◆ **Task description**:
The required output is the exact run of lines below that opens at the line with "for an account" and closes at the line with "Uuid, provider: Provider)".

◆ **Information supplied**:
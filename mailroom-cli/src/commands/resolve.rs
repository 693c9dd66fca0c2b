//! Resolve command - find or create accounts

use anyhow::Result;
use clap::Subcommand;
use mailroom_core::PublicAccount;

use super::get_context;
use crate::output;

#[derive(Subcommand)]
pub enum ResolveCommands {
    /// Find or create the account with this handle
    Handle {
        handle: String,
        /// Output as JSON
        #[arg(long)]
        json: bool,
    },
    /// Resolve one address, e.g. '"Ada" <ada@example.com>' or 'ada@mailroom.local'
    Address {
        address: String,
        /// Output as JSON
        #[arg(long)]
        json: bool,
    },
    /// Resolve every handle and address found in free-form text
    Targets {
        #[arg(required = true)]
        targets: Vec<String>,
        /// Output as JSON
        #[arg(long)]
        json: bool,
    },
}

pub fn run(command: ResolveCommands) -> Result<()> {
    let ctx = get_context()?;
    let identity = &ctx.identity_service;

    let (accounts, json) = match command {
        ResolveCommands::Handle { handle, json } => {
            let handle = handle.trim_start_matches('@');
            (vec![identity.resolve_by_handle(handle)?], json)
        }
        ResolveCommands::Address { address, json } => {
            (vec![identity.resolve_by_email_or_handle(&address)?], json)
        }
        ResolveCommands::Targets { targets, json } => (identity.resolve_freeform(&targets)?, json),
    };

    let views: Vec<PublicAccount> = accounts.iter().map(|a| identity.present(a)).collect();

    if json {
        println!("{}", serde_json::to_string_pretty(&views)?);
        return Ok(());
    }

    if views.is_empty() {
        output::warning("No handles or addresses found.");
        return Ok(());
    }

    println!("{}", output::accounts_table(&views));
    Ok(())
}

--

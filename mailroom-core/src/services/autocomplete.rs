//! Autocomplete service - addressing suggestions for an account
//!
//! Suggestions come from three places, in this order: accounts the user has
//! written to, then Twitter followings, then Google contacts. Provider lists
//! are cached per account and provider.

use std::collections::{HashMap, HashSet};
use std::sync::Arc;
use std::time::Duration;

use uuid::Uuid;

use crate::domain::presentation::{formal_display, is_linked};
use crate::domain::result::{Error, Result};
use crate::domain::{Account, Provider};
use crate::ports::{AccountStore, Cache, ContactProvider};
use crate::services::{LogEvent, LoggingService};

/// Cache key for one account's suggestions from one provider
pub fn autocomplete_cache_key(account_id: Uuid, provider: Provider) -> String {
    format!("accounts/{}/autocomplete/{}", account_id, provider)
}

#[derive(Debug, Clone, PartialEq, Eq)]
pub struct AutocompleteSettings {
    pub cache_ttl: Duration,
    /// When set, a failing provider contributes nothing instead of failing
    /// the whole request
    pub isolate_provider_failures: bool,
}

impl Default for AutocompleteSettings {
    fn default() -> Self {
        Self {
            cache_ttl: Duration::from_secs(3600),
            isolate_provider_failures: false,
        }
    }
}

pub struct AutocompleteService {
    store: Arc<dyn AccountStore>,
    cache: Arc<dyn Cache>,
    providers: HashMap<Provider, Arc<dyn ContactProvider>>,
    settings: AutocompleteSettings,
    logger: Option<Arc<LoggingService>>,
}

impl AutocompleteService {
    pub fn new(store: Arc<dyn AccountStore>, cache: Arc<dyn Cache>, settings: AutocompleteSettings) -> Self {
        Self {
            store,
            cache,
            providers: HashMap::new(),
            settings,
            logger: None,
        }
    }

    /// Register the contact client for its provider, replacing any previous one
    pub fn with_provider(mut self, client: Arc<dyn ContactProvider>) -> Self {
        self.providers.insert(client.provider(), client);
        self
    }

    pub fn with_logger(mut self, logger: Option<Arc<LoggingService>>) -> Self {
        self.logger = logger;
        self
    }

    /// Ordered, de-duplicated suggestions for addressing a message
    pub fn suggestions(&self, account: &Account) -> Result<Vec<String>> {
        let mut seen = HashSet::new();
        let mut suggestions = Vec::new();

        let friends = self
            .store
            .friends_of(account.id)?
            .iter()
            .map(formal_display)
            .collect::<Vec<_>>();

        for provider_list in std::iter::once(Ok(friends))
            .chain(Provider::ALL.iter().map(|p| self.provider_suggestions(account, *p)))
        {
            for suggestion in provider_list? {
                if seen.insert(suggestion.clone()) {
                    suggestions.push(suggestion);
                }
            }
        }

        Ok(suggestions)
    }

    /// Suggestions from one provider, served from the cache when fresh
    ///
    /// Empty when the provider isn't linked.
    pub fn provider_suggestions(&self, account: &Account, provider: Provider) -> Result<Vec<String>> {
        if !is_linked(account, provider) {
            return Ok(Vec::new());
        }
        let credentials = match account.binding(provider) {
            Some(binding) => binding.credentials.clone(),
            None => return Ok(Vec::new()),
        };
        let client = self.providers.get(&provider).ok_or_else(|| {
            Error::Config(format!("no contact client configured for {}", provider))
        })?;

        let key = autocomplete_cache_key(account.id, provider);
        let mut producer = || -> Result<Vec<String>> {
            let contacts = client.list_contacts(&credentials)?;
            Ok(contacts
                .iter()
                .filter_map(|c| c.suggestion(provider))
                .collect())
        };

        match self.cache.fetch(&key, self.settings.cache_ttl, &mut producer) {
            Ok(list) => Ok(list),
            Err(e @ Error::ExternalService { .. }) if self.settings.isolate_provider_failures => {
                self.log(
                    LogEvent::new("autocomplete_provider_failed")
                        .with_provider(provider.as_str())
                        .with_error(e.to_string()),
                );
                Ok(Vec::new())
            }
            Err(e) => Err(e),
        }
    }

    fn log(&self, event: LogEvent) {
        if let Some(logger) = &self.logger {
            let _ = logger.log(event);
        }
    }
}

◆ **Task response**:
//! Autocomplete service - addressing suggestions for an account
//!
//! Suggestions come from three places, in this order: accounts the user has
//! written to, then Twitter followings, then Google contacts. Provider lists
//! are cached per account and provider.

use std::collections::{HashMap, HashSet};
use std::sync::Arc;
use std::time::Duration;

use uuid::Uuid;

use crate::domain::presentation::{formal_display, is_linked};
use crate::domain::result::{Error, Result};
use crate::domain::{Account, Provider};
use crate::ports::{AccountStore, Cache, ContactProvider};
use crate::services::{LogEvent, LoggingService};

/// Cache key for one account's suggestions from one provider
pub fn autocomplete_cache_key(account_id: Uuid, provider: Provider) -> String {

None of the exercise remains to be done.